Do you wake up to the necessity of a business continuity plan only when a crisis looms on the horizon? Or, do you have one in place much before a contingency arises?

In 2015, when Chennai “went under” due to an unusual flood situation, many software companies, especially those functioning on its IT Corridor, were scrambling around to make arrangements to ensure that business operations continued without any break.

In most of the cases, the affected company shifted operations to any of other metros where it had an office. The crisis would have driven home to some companies, the importance of having a business continuity plan in place. The December Deluge, as it is remembered in Chennai, was not unusual in delivering this message. Following every crisis that disrupts regular business functions, there is bound to be some introspection, which however proves fruitful only if it translates into efforts to have a business continuity plan. It may be difficult to predict when a crisis will strike, but chalking up a broad spectrum of crises that can be expected and having back-up work plans should not be a challenge.

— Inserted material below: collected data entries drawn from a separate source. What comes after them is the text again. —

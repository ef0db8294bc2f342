//! Streaming file downloads.

use std::path::Path;

use futures::StreamExt;
use reqwest::Client;
use tokio::fs::{self, File};
use tokio::io::AsyncWriteExt;
use tracing::debug;

use crate::error::{Error, Result};

/// Streams remote files to local paths.
#[derive(Debug, Clone)]
pub struct Downloader {
    http: Client,
}

impl Downloader {
    pub fn new(http: Client) -> Self {
        Self { http }
    }

    /// Download `url` into `dest`, returning the number of bytes written.
    ///
    /// On failure the partially written file is removed and
    /// [`Error::DownloadFailed`] carries the original URL.
    pub async fn download(&self, url: &str, dest: &Path) -> Result<u64> {
        match self.stream_to_file(url, dest).await {
            Ok(written) => {
                debug!("Downloaded {} ({} bytes) -> {}", url, written, dest.display());
                Ok(written)
            }
            Err(err) => {
                let _ = fs::remove_file(dest).await;
                let reason = match err {
                    Error::DownloadFailed { reason, .. } => reason,
                    other => other.to_string(),
                };
                Err(Error::DownloadFailed {
                    url: url.to_string(),
                    reason,
                })
            }
        }
    }

    async fn stream_to_file(&self, url: &str, dest: &Path) -> Result<u64> {
        let response = self.http.get(url).send().await?;

        let status = response.status();
        if !status.is_success() {
            return Err(Error::DownloadFailed {
                url: url.to_string(),
                reason: format!("HTTP {}", status),
            });
        }

        let mut file = File::create(dest).await?;
        let mut stream = response.bytes_stream();
        let mut written = 0u64;

        while let Some(chunk) = stream.next().await {
            let chunk = chunk?;
            file.write_all(&chunk).await?;
            written += chunk.len() as u64;
        }
        file.flush().await?;

        Ok(written)
    }
}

K.S. Raja Rajasekar, deputy general manager - HR, Kone Elevator, says that companies should have a basic business contingency plan; and during a crisis situation they should only be fine-tuning it, factoring in the unique aspects of the ongoing crisis.

That takes us to the question: What are the salient features of an effective business continuity plan?

Process simplification

Creating a template of regular processes with crisis situations in mind is an essential aspect of such an exercise.

This template simplifies the regular processes so that anybody down the totem pole can perform them, says Raja Rajasekar.

Process simplification, Raja points out, will enable employees of allied departments to perform the functions of a department that may be hard hit by a crisis.

Parallel workforce

In certain places, geographical and geo-political risks may be apparent, but there would be no telling when it would become a problem to be dealt with.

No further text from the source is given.